-- The input follows --
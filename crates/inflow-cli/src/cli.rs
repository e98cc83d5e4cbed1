//! CLI argument definitions using clap
//!
//! This module contains all the clap structs and enums for parsing CLI
//! arguments. The actual command implementations are in the `commands`
//! module.

use std::path::PathBuf;

use clap::{Parser, Subcommand};

/// Inflow - Aggregate financial accounts and analyze spending patterns
#[derive(Parser)]
#[command(name = "inflow")]
#[command(about = "Self-hosted account aggregation and spending analysis", long_about = None)]
#[command(version)]
pub struct Cli {
    /// Database path
    #[arg(long, default_value = "inflow.db", global = true)]
    pub db: PathBuf,

    /// Enable verbose logging
    #[arg(short, long, global = true)]
    pub verbose: bool,

    /// Disable database encryption (not recommended for production)
    ///
    /// By default, the database is encrypted using SQLCipher.
    /// Set INFLOW_DB_KEY environment variable with your passphrase.
    /// Use --no-encrypt only for development or testing.
    #[arg(long, global = true)]
    pub no_encrypt: bool,

    #[command(subcommand)]
    pub command: Commands,
}

#[derive(Subcommand)]
pub enum Commands {
    /// Initialize the database
    Init,

    /// Link a provider to an organization and store its OAuth tokens
    Link {
        /// Organization id
        #[arg(short, long, default_value = "1")]
        org: i64,

        /// Provider: plaid, teller, pocketsmith
        #[arg(short, long)]
        provider: String,

        /// OAuth access token from the provider's link flow
        #[arg(long)]
        access_token: String,

        /// OAuth refresh token, when the provider issues one
        #[arg(long)]
        refresh_token: Option<String>,

        /// Access token lifetime in seconds, when the provider reports one
        #[arg(long)]
        expires_in: Option<i64>,
    },

    /// Sync accounts and transactions from all linked providers
    Sync {
        /// Organization id
        #[arg(short, long, default_value = "1")]
        org: i64,

        /// How many days of transactions to fetch
        #[arg(short, long, default_value = "30")]
        days: i64,
    },

    /// Analyze spending patterns over a window
    Analyze {
        /// Organization id
        #[arg(short, long, default_value = "1")]
        org: i64,

        /// Analysis window in days
        #[arg(short, long, default_value = "90")]
        days: i64,

        /// Emit the full analysis as JSON
        #[arg(long)]
        json: bool,
    },

    /// List detected recurring charges
    Recurring {
        /// Organization id
        #[arg(short, long, default_value = "1")]
        org: i64,

        /// Detection window in days
        #[arg(short, long, default_value = "365")]
        days: i64,
    },

    /// Correct a transaction's category splits
    Feedback {
        /// Transaction fingerprint (shown by `inflow analyze`)
        #[arg(short, long)]
        fingerprint: String,

        /// Corrected splits as "Category:percent" pairs,
        /// e.g. "Groceries:60,Household:40" (must sum to 100)
        #[arg(short, long)]
        splits: String,

        /// Feedback kind: manual_edit, quick_accept, quick_reject
        #[arg(short, long, default_value = "manual_edit")]
        kind: String,
    },

    /// Show database, link and token status
    Status {
        /// Organization id
        #[arg(short, long, default_value = "1")]
        org: i64,
    },
}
-- The input concluded --
▶ What to do
This exercise requires that all of the entries be repeated exactly.

▶ Answer below
filename crates/inflow-cli/src/cli.rs
repository e98cc83d5e4cbed1
//! CLI argument definitions using clap
//!
//! This module contains all the clap structs and enums for parsing CLI
//! arguments. The actual command implementations are in the `commands`
//! module.

use std::path::PathBuf;

use clap::{Parser, Subcommand};

/// Inflow - Aggregate financial accounts and analyze spending patterns
#[derive(Parser)]
#[command(name = "inflow")]
#[command(about = "Self-hosted account aggregation and spending analysis", long_about = None)]
#[command(version)]
pub struct Cli {
    /// Database path
    #[arg(long, default_value = "inflow.db", global = true)]
    pub db: PathBuf,

    /// Enable verbose logging
    #[arg(short, long, global = true)]
    pub verbose: bool,

    /// Disable database encryption (not recommended for production)
    ///
    /// By default, the database is encrypted using SQLCipher.
    /// Set INFLOW_DB_KEY environment variable with your passphrase.
    /// Use --no-encrypt only for development or testing.
    #[arg(long, global = true)]
    pub no_encrypt: bool,

    #[command(subcommand)]
    pub command: Commands,
}

#[derive(Subcommand)]
pub enum Commands {
    /// Initialize the database
    Init,

    /// Link a provider to an organization and store its OAuth tokens
    Link {
        /// Organization id
        #[arg(short, long, default_value = "1")]
        org: i64,

        /// Provider: plaid, teller, pocketsmith
        #[arg(short, long)]
        provider: String,

        /// OAuth access token from the provider's link flow
        #[arg(long)]
        access_token: String,

        /// OAuth refresh token, when the provider issues one
        #[arg(long)]
        refresh_token: Option<String>,

        /// Access token lifetime in seconds, when the provider reports one
        #[arg(long)]
        expires_in: Option<i64>,
    },

    /// Sync accounts and transactions from all linked providers
    Sync {
        /// Organization id
        #[arg(short, long, default_value = "1")]
        org: i64,

        /// How many days of transactions to fetch
        #[arg(short, long, default_value = "30")]
        days: i64,
    },

    /// Analyze spending patterns over a window
    Analyze {
        /// Organization id
        #[arg(short, long, default_value = "1")]
        org: i64,

        /// Analysis window in days
        #[arg(short, long, default_value = "90")]
        days: i64,

        /// Emit the full analysis as JSON
        #[arg(long)]
        json: bool,
    },

    /// List detected recurring charges
    Recurring {
        /// Organization id
        #[arg(short, long, default_value = "1")]
        org: i64,

        /// Detection window in days
        #[arg(short, long, default_value = "365")]
        days: i64,
    },

    /// Correct a transaction's category splits
    Feedback {
        /// Transaction fingerprint (shown by `inflow analyze`)
        #[arg(short, long)]
        fingerprint: String,

        /// Corrected splits as "Category:percent" pairs,
        /// e.g. "Groceries:60,Household:40" (must sum to 100)
        #[arg(short, long)]
        splits: String,

        /// Feedback kind: manual_edit, quick_accept, quick_reject
        #[arg(short, long, default_value = "manual_edit")]
        kind: String,
    },

    /// Show database, link and token status
    Status {
        /// Organization id
        #[arg(short, long, default_value = "1")]
        org: i64,
    },
}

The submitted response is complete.